Hackers have stolen approximately $80 million in cryptocurrency from Qubit Finance, a decentralized finance platform (DeFi). Using the Binance Smart Chain, they obtained access to Qubit Finance, and stole approximately $80 million (about * 600 crores). The addresses associated with the heist robbed QBridge of 2,06,809 Binance Coin (BNB) from Qubit. It is currently the biggest heist of cryptocurrencies in 2022. A tweet from Qubit Finance confirmed the heist. “In the meantime, Security and networking partners are currently working on the next steps.” The tweet stated that further updates would be forthcoming.
Earlier this month, Qubit Finance published an incident report on Medium acknowledging the hack. The hack was reported to have occurred around 5PM ET on January 27th. PeckShield reported that the assets were worth more than $80 million at current rates. The smart contracts of Qubit were audited by PeckShield. QBridge was also hacked, according to the security firm, to generate a lot of xETH collateral, which was later used to drain Binance Coin held on QBridge.
Qubit Finance provides customers with trading, lending, and borrowing services using smart contracts rather than third parties. The Qubit protocol allows users to borrow money against their cryptocurrency holdings in exchange for a predetermined amount. Users can collateralise their assets on other networks by using QBridge, an interchain function that allows them to move assets between chains without having to move their assets.
In addition, Qubit Finance facilitates the connection between Ethereum and Binance’s Smart Chain platform (BSC).
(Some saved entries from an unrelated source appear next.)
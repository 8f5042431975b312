use super::in_memory::newest_first;
use crate::domain::ports::PredictionStore;
use crate::domain::prediction::Prediction;
use crate::error::Result;
use async_trait::async_trait;
use std::fs::OpenOptions;
use std::path::{Path, PathBuf};
use std::sync::Arc;
use tokio::sync::Mutex;

/// Append-only prediction history backed by a CSV file (`value,created`).
///
/// The file is created on first save. A single mutex serialises appends so
/// concurrent saves from clones of the same store never interleave rows.
#[derive(Clone)]
pub struct CsvPredictionStore {
    path: PathBuf,
    lock: Arc<Mutex<()>>,
}

impl CsvPredictionStore {
    pub fn open<P: AsRef<Path>>(path: P) -> Self {
        Self {
            path: path.as_ref().to_path_buf(),
            lock: Arc::new(Mutex::new(())),
        }
    }

    pub fn path(&self) -> &Path {
        &self.path
    }

    fn read_all(&self) -> Result<Vec<Prediction>> {
        if !self.path.exists() {
            return Ok(Vec::new());
        }
        let mut reader = csv::ReaderBuilder::new()
            .trim(csv::Trim::All)
            .from_path(&self.path)?;
        let mut predictions = Vec::new();
        for record in reader.deserialize() {
            let prediction: Prediction = record?;
            predictions.push(prediction);
        }
        Ok(predictions)
    }
}

#[async_trait]
impl PredictionStore for CsvPredictionStore {
    async fn save(&self, prediction: Prediction) -> Result<()> {
        let _guard = self.lock.lock().await;

        let needs_header = std::fs::metadata(&self.path)
            .map(|m| m.len() == 0)
            .unwrap_or(true);
        let file = OpenOptions::new()
            .create(true)
            .append(true)
            .open(&self.path)?;

        let mut writer = csv::WriterBuilder::new()
            .has_headers(needs_header)
            .from_writer(file);
        writer.serialize(&prediction)?;
        writer.flush()?;
        Ok(())
    }

    async fn recent(&self, limit: usize) -> Result<Vec<Prediction>> {
        let _guard = self.lock.lock().await;
        Ok(newest_first(self.read_all()?, limit))
    }
}
use crate::config::Credentials;
use crate::domain::order::{OrderSubmission, PaymentOrder};
use crate::domain::ports::{AccessToken, PaymentGateway, PredictionStore};
use crate::domain::prediction::Prediction;
use crate::error::{GatewayError, Result};
use async_trait::async_trait;
use std::collections::HashMap;
use std::sync::Arc;
use tokio::sync::RwLock;

/// A thread-safe in-memory store for generated predictions.
///
/// Uses `Arc<RwLock<Vec<Prediction>>>` so clones share the same history.
/// Ideal for testing or single-process runs where persistence is not required.
#[derive(Default, Clone)]
pub struct InMemoryPredictionStore {
    predictions: Arc<RwLock<Vec<Prediction>>>,
}

impl InMemoryPredictionStore {
    /// Creates a new, empty in-memory prediction store.
    pub fn new() -> Self {
        Self::default()
    }
}

#[async_trait]
impl PredictionStore for InMemoryPredictionStore {
    async fn save(&self, prediction: Prediction) -> Result<()> {
        let mut predictions = self.predictions.write().await;
        predictions.push(prediction);
        Ok(())
    }

    async fn recent(&self, limit: usize) -> Result<Vec<Prediction>> {
        let predictions = self.predictions.read().await;
        Ok(newest_first(predictions.iter().cloned().collect(), limit))
    }
}

/// Sorts by creation time, newest first, and keeps `limit` entries.
/// Ties keep insertion order reversed so the last saved wins.
pub(crate) fn newest_first(mut predictions: Vec<Prediction>, limit: usize) -> Vec<Prediction> {
    predictions.reverse();
    predictions.sort_by(|a, b| b.created.cmp(&a.created));
    predictions.truncate(limit);
    predictions
}

/// One call observed by [`InMemoryGateway`], in the order it happened.
#[derive(Debug, Clone, PartialEq)]
pub enum GatewayCall {
    RequestToken,
    SubmitOrder,
    TransactionStatus(String),
}

#[derive(Default)]
struct GatewayState {
    calls: Vec<GatewayCall>,
    orders: Vec<PaymentOrder>,
}

/// A scripted gateway that never touches the network.
///
/// Test double for driving the order lifecycle in unit and integration
/// tests. The CLI always wires up the Pesapal adapter instead.
///
/// Records every call and submitted order, and answers with the canned
/// token, submission and statuses it was built with.
#[derive(Clone)]
pub struct InMemoryGateway {
    token: String,
    submission: Option<OrderSubmission>,
    statuses: HashMap<String, String>,
    token_error: Option<GatewayError>,
    submit_error: Option<GatewayError>,
    status_error: Option<GatewayError>,
    state: Arc<RwLock<GatewayState>>,
}

impl InMemoryGateway {
    pub fn new(token: impl Into<String>) -> Self {
        Self {
            token: token.into(),
            submission: None,
            statuses: HashMap::new(),
            token_error: None,
            submit_error: None,
            status_error: None,
            state: Arc::new(RwLock::new(GatewayState::default())),
        }
    }

    pub fn with_submission(
        mut self,
        redirect_url: impl Into<String>,
        order_tracking_id: impl Into<String>,
    ) -> Self {
        self.submission = Some(OrderSubmission {
            redirect_url: redirect_url.into(),
            order_tracking_id: order_tracking_id.into(),
        });
        self
    }

    pub fn with_status(
        mut self,
        order_tracking_id: impl Into<String>,
        payment_status: impl Into<String>,
    ) -> Self {
        self.statuses
            .insert(order_tracking_id.into(), payment_status.into());
        self
    }

    pub fn failing_token(mut self, error: GatewayError) -> Self {
        self.token_error = Some(error);
        self
    }

    pub fn failing_submission(mut self, error: GatewayError) -> Self {
        self.submit_error = Some(error);
        self
    }

    pub fn failing_status(mut self, error: GatewayError) -> Self {
        self.status_error = Some(error);
        self
    }

    pub async fn calls(&self) -> Vec<GatewayCall> {
        self.state.read().await.calls.clone()
    }

    pub async fn submitted_orders(&self) -> Vec<PaymentOrder> {
        self.state.read().await.orders.clone()
    }

    async fn record(&self, call: GatewayCall) {
        self.state.write().await.calls.push(call);
    }
}

#[async_trait]
impl PaymentGateway for InMemoryGateway {
    async fn request_token(
        &self,
        _credentials: &Credentials,
    ) -> std::result::Result<AccessToken, GatewayError> {
        self.record(GatewayCall::RequestToken).await;
        match &self.token_error {
            Some(error) => Err(error.clone()),
            None => Ok(AccessToken::new(self.token.clone())),
        }
    }

    async fn submit_order(
        &self,
        token: &AccessToken,
        order: &PaymentOrder,
    ) -> std::result::Result<OrderSubmission, GatewayError> {
        {
            let mut state = self.state.write().await;
            state.calls.push(GatewayCall::SubmitOrder);
            state.orders.push(order.clone());
        }
        if token.value() != self.token {
            return Err(GatewayError::OrderSubmission("unknown token".to_string()));
        }
        if let Some(error) = &self.submit_error {
            return Err(error.clone());
        }
        self.submission
            .clone()
            .ok_or_else(|| GatewayError::OrderSubmission("no submission scripted".to_string()))
    }

    async fn transaction_status(
        &self,
        token: &AccessToken,
        order_tracking_id: &str,
    ) -> std::result::Result<Option<String>, GatewayError> {
        self.record(GatewayCall::TransactionStatus(order_tracking_id.to_string()))
            .await;
        if token.value() != self.token {
            return Err(GatewayError::StatusQuery("unknown token".to_string()));
        }
        if let Some(error) = &self.status_error {
            return Err(error.clone());
        }
        Ok(self.statuses.get(order_tracking_id).cloned())
    }
}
According to CertiK, a blockchain auditing and security company, the hacker exploited a security vulnerability in Qubit’s smart contract code to send in a deposit of 0 ETH and withdraw almost $80 million in Binance Coin.
“Despite Ethereum’s dominance, bridges will only become more necessary as we move to a multichain world”, CertiK analysts wrote. Funds must be transferred from one blockchain to another, but in a way that can’t be hacked by those capable of stealing over [80 million dollars]. Qubit Finance posted a statement on Twitter directly appealing to the hacker, requesting that they negotiate with the team to minimize losses for the Qubit community.
Qubit Finance posted a statement on Twitter directly appealing to the hacker, requesting that they negotiate with the team to minimize losses for the Qubit community.
According to Qubit’s incident report, the team was also trying to offer the hacker the biggest reward possible through their bug bounty program. Qubit appears to be listed on Immunefi’s bug bounty platform as having a $250k bounty.
A number of DeFi projects have been exploited since Binance Smart Chain launched in 2020. Cyber Briefing points to three of the most severe hacks in 2021: A $31 million breach at Meerkat Finance in March, a $50 million breach at Uranium Finance in April, and an 88 million attack on Venus Finance in May.